A Hypergraph-Based Machine Learning Ensemble Network Intrusion Detection System
Zong-Zhi Lin, Thomas D. Pike, Mark M. Bailey, Nathaniel D. Bastian
TL;DR
The paper tackles the challenge of real-time network intrusion detection amid evolving port-scan and adversarial threats. It introduces a hypergraph-based representation of port-scan activity and derives $s$-closeness centrality features to augment an ML ensemble comprising RF and LightGBM models. Through an online evaluation framework with adversarial data augmentation and an Update-ALL-NIDS retraining policy, the approach achieves near-perfect detection on port-scan data and the CIC-IDS2017 dataset, demonstrating robustness and resiliency.

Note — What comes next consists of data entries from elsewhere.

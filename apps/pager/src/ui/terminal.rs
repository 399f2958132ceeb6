use std::{
    io::{self, Write},
    sync::Mutex,
};

use client_core::{
    DataView, DrawOptions, ErrorDisplayOptions, PagingButtons, PagingMode, TableWidget,
};
use shared::domain::PageEvent;
use tokio::sync::broadcast;
use tracing::{debug, warn};

use crate::controller::events::{UiError, UiErrorContext};

const MAX_COLUMN_WIDTH: usize = 40;
const ELLIPSIS: char = '~';

/// Plain-text table written to a terminal (or any writer).
///
/// The paging buttons are the `next`/`prev`/`first` commands; pressing one
/// publishes a [`PageEvent`] to subscribers.
pub struct TerminalTable {
    out: Mutex<Box<dyn Write + Send>>,
    pages: broadcast::Sender<PageEvent>,
    selection: Mutex<Vec<usize>>,
}

impl TerminalTable {
    pub fn new(out: Box<dyn Write + Send>) -> Self {
        let (pages, _) = broadcast::channel(32);
        Self {
            out: Mutex::new(out),
            pages,
            selection: Mutex::new(Vec::new()),
        }
    }

    pub fn stdout() -> Self {
        Self::new(Box::new(io::stdout()))
    }

    /// Emits a page event; `false` when nothing is listening.
    pub fn press(&self, event: PageEvent) -> bool {
        self.pages.send(event).is_ok()
    }

    pub fn message(&self, text: &str) {
        self.write(&format!("{text}\n"));
    }

    pub fn report(&self, error: &UiError) {
        if !error.is_input_error() {
            debug!(
                category = ?error.category(),
                context = ?error.context(),
                "{}",
                error.message()
            );
        }
        self.write(&format!("[{}] {}\n", error.label(), error.message()));
    }

    fn write(&self, text: &str) {
        let Ok(mut out) = self.out.lock() else {
            return;
        };
        if let Err(err) = out.write_all(text.as_bytes()).and_then(|()| out.flush()) {
            warn!("terminal write failed: {err}");
        }
    }
}

impl TableWidget for TerminalTable {
    fn draw(&self, view: &DataView, options: &DrawOptions) {
        let selection = self
            .selection
            .lock()
            .map(|rows| rows.clone())
            .unwrap_or_default();
        self.write(&render(view, options, &selection));
    }

    fn set_selection(&self, rows: &[usize]) {
        if let Ok(mut selection) = self.selection.lock() {
            *selection = rows.to_vec();
        }
    }

    fn show_error(&self, message: &str, detail: &str, options: &ErrorDisplayOptions) {
        let error = UiError::from_message(UiErrorContext::Query, message);
        if options.show_in_tooltip || detail.is_empty() {
            self.report(&error);
        } else {
            self.write(&format!(
                "[{}] {}\n    {detail}\n",
                error.label(),
                error.message()
            ));
        }
    }

    fn subscribe_pages(&self) -> broadcast::Receiver<PageEvent> {
        self.pages.subscribe()
    }
}

/// Renders one page of `view`. Rows past `page_size` (the look-ahead row)
/// are not shown unless paging is disabled.
pub fn render(view: &DataView, options: &DrawOptions, selection: &[usize]) -> String {
    let row_count = match options.paging {
        PagingMode::Disable => view.number_of_rows(),
        PagingMode::Enable | PagingMode::Event => view.number_of_rows().min(options.page_size),
    };

    let mut grid: Vec<Vec<String>> = Vec::with_capacity(row_count + 1);
    let mut header: Vec<String> = (0..view.number_of_columns())
        .map(|c| {
            view.column(c)
                .map(|spec| spec.title().to_string())
                .unwrap_or_default()
        })
        .collect();
    if options.show_row_number {
        header.insert(0, "#".to_string());
    }
    grid.push(header);

    for row in 0..row_count {
        let mut cells: Vec<String> = (0..view.number_of_columns())
            .map(|c| view.display(row, c))
            .collect();
        if options.show_row_number {
            cells.insert(0, (row + 1).to_string());
        }
        grid.push(cells);
    }

    let widths = column_widths(&grid);
    let mut out = String::new();
    for (index, cells) in grid.iter().enumerate() {
        let marker = if index > 0 && selection.contains(&(index - 1)) {
            '>'
        } else {
            ' '
        };
        out.push(marker);
        let line: Vec<String> = cells
            .iter()
            .zip(&widths)
            .map(|(cell, &width)| pad(cell, width))
            .collect();
        out.push_str(line.join(" | ").trim_end());
        out.push('\n');

        if index == 0 {
            let rule: Vec<String> = widths.iter().map(|&w| "-".repeat(w)).collect();
            out.push(' ');
            out.push_str(&rule.join("-+-"));
            out.push('\n');
        }
    }

    if row_count == 0 {
        out.push_str(" (no rows)\n");
    }

    let has_more = view.number_of_rows() > options.page_size;
    let buttons = match options.paging_buttons {
        PagingButtons::Both => "[p]rev  [n]ext",
        PagingButtons::Previous => "[p]rev",
        PagingButtons::Next => "[n]ext",
        PagingButtons::Auto if has_more => "[p]rev  [n]ext",
        PagingButtons::Auto => "[p]rev",
    };
    if options.paging != PagingMode::Disable {
        out.push_str(&format!(" {buttons}  [f]irst\n"));
    }

    out
}

fn column_widths(grid: &[Vec<String>]) -> Vec<usize> {
    let columns = grid.first().map(Vec::len).unwrap_or_default();
    (0..columns)
        .map(|c| {
            grid.iter()
                .filter_map(|row| row.get(c))
                .map(|cell| cell.chars().count())
                .max()
                .unwrap_or_default()
                .min(MAX_COLUMN_WIDTH)
        })
        .collect()
}

fn pad(cell: &str, width: usize) -> String {
    let len = cell.chars().count();
    if len > width {
        let mut clipped: String = cell.chars().take(width.saturating_sub(1)).collect();
        clipped.push(ELLIPSIS);
        clipped
    } else {
        format!("{cell}{}", " ".repeat(width - len))
    }
}

#[cfg(test)]
#[path = "../tests/terminal_tests.rs"]
mod tests;
//! Types shared between the table client library and the pager application.

pub mod domain;
pub mod error;
pub mod protocol;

The work highlights the practical impact of incorporating hypergraph metrics into adaptive NIDS, enabling timely retraining and improved defense against sophisticated cyber threats.
Abstract
Network intrusion detection systems (NIDS) to detect malicious attacks continue to meet challenges. NIDS are often developed offline while they face auto-generated port scan infiltration attempts, resulting in a significant time lag from adversarial adaption to NIDS response. To address these challenges, we use hypergraphs focused on internet protocol addresses and destination ports to capture evolving patterns of port scan attacks. The derived set of hypergraph-based metrics are then used to train an ensemble machine learning (ML) based NIDS that allows for real-time adaption in monitoring and detecting port scanning activities, other types of attacks, and adversarial intrusions at high accuracy, precision and recall performances. This ML adapting NIDS was developed through the combination of (1) intrusion examples, (2) NIDS update rules, (3) attack threshold choices to trigger NIDS retraining requests, and (4) a production environment with no prior knowledge of the nature of network traffic. 40 scenarios were auto-generated to evaluate the ML ensemble NIDS comprising three tree-based models. The resulting ML Ensemble NIDS was extended and evaluated with the CIC-IDS2017 dataset. Results show that under the model settings of an Update-ALL-NIDS rule (specifically retrain and update all the three models upon the same NIDS retraining request) the proposed ML ensemble NIDS evolved intelligently and produced the best results with nearly 100% detection performance throughout the simulation.